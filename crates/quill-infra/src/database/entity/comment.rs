//! Comment entity for SeaORM.

use sea_orm::Set;
use sea_orm::entity::prelude::*;

#[derive(Clone, Debug, PartialEq, Eq, DeriveEntityModel)]
#[sea_orm(table_name = "comments")]
pub struct Model {
    #[sea_orm(primary_key, auto_increment = false)]
    pub id: Uuid,
    pub post_id: Uuid,
    pub user_id: Uuid,
    #[sea_orm(column_type = "Text")]
    pub content: String,
    pub created_at: DateTimeWithTimeZone,
    pub updated_at: DateTimeWithTimeZone,
}

#[derive(Copy, Clone, Debug, EnumIter, DeriveRelation)]
pub enum Relation {
    #[sea_orm(
        belongs_to = "super::post::Entity",
        from = "Column::PostId",
        to = "super::post::Column::Id",
        on_update = "Cascade",
        on_delete = "Cascade"
    )]
    Post,
    #[sea_orm(
        belongs_to = "super::user::Entity",
        from = "Column::UserId",
        to = "super::user::Column::Id",
        on_update = "Cascade",
        on_delete = "Cascade"
    )]
    User,
}

impl Related<super::post::Entity> for Entity {
    fn to() -> RelationDef {
        Relation::Post.def()
    }
}

impl Related<super::user::Entity> for Entity {
    fn to() -> RelationDef {
        Relation::User.def()
    }
}

impl ActiveModelBehavior for ActiveModel {}

/// Conversion from SeaORM Model to Domain Comment.
impl From<Model> for quill_core::domain::Comment {
    fn from(model: Model) -> Self {
        Self {
            id: model.id,
            post_id: model.post_id,
            user_id: model.user_id,
            content: model.content,
            created_at: model.created_at.into(),
            updated_at: model.updated_at.into(),
        }
    }
}

/// Conversion from Domain Comment to SeaORM ActiveModel.
impl From<quill_core::domain::Comment> for ActiveModel {
    fn from(comment: quill_core::domain::Comment) -> Self {
        Self {
            id: Set(comment.id),
            post_id: Set(comment.post_id),
            user_id: Set(comment.user_id),
            content: Set(comment.content),
            created_at: Set(comment.created_at.into()),
            updated_at: Set(comment.updated_at.into()),
        }
    }
}
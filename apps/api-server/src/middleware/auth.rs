//! Authentication middleware and extractors.

use actix_web::{FromRequest, HttpRequest, dev::Payload, http::header};
use std::future::{Ready, ready};
use std::sync::Arc;

use quill_core::ports::{AuthError, TokenClaims, TokenService};
use quill_shared::ErrorBody;

/// Authenticated user identity extractor.
///
/// Use this in handlers to require authentication:
/// ```ignore
/// async fn protected_route(identity: Identity) -> impl Responder {
///     format!("Hello, {}!", identity.email)
/// }
/// ```
#[derive(Debug, Clone)]
pub struct Identity {
    pub email: String,
}

impl From<TokenClaims> for Identity {
    fn from(claims: TokenClaims) -> Self {
        Self {
            email: claims.email,
        }
    }
}

/// Error type for authentication failures.
#[derive(Debug)]
pub struct AuthenticationError(pub AuthError);

impl std::fmt::Display for AuthenticationError {
    fn fmt(&self, f: &mut std::fmt::Formatter<'_>) -> std::fmt::Result {
        write!(f, "{}", self.0)
    }
}

impl actix_web::ResponseError for AuthenticationError {
    fn status_code(&self) -> actix_web::http::StatusCode {
        match &self.0 {
            AuthError::TokenExpired => actix_web::http::StatusCode::UNAUTHORIZED,
            AuthError::InvalidToken(_) => actix_web::http::StatusCode::UNAUTHORIZED,
            AuthError::MissingAuth => actix_web::http::StatusCode::UNAUTHORIZED,
            AuthError::HashingError(_) => actix_web::http::StatusCode::INTERNAL_SERVER_ERROR,
        }
    }

    fn error_response(&self) -> actix_web::HttpResponse {
        let body = match &self.0 {
            AuthError::TokenExpired => ErrorBody::error("Token expired, please login again"),
            AuthError::InvalidToken(_) => ErrorBody::error("Invalid token"),
            AuthError::MissingAuth => ErrorBody::error("Missing authorization header"),
            AuthError::HashingError(_) => ErrorBody::error("Internal server error"),
        };

        actix_web::HttpResponse::build(self.status_code()).json(body)
    }
}

impl FromRequest for Identity {
    type Error = AuthenticationError;
    type Future = Ready<Result<Self, Self::Error>>;

    fn from_request(req: &HttpRequest, _payload: &mut Payload) -> Self::Future {
        // Get token service from app data
        let token_service = match req.app_data::<actix_web::web::Data<Arc<dyn TokenService>>>() {
            Some(service) => service,
            None => {
                tracing::error!("TokenService not found in app data");
                return ready(Err(AuthenticationError(AuthError::InvalidToken(
                    "Server configuration error".to_string(),
                ))));
            }
        };

        // Extract Bearer token from Authorization header
        let auth_header = match req.headers().get(header::AUTHORIZATION) {
            Some(value) => value,
            None => return ready(Err(AuthenticationError(AuthError::MissingAuth))),
        };

        let auth_str = match auth_header.to_str() {
            Ok(s) => s,
            Err(_) => {
                return ready(Err(AuthenticationError(AuthError::InvalidToken(
                    "Invalid authorization header".to_string(),
                ))));
            }
        };

        // Parse "Bearer <token>"
        let token = match auth_str.strip_prefix("Bearer ") {
            Some(t) => t,
            None => {
                return ready(Err(AuthenticationError(AuthError::InvalidToken(
                    "Expected Bearer token".to_string(),
                ))));
            }
        };

        // Validate token
        match token_service.validate_token(token) {
            Ok(claims) => ready(Ok(Identity::from(claims))),
            Err(e) => ready(Err(AuthenticationError(e))),
        }
    }
}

------

The required output is the exact run of lines from the beginning of the listing above to the line that contains "#[derive(Copy, Clone, Debug, EnumIter, DeriveRelation)]", inclusive of both.

• RESULT OF THIS EXERCISE
filename crates/quill-infra/src/database/entity/comment.rs
//! Comment entity for SeaORM.

use sea_orm::Set;
use sea_orm::entity::prelude::*;

#[derive(Clone, Debug, PartialEq, Eq, DeriveEntityModel)]
#[sea_orm(table_name = "comments")]
pub struct Model {
    #[sea_orm(primary_key, auto_increment = false)]
    pub id: Uuid,
    pub post_id: Uuid,
    pub user_id: Uuid,
    #[sea_orm(column_type = "Text")]
    pub content: String,
    pub created_at: DateTimeWithTimeZone,
    pub updated_at: DateTimeWithTimeZone,
}

#[derive(Copy, Clone, Debug, EnumIter, DeriveRelation)]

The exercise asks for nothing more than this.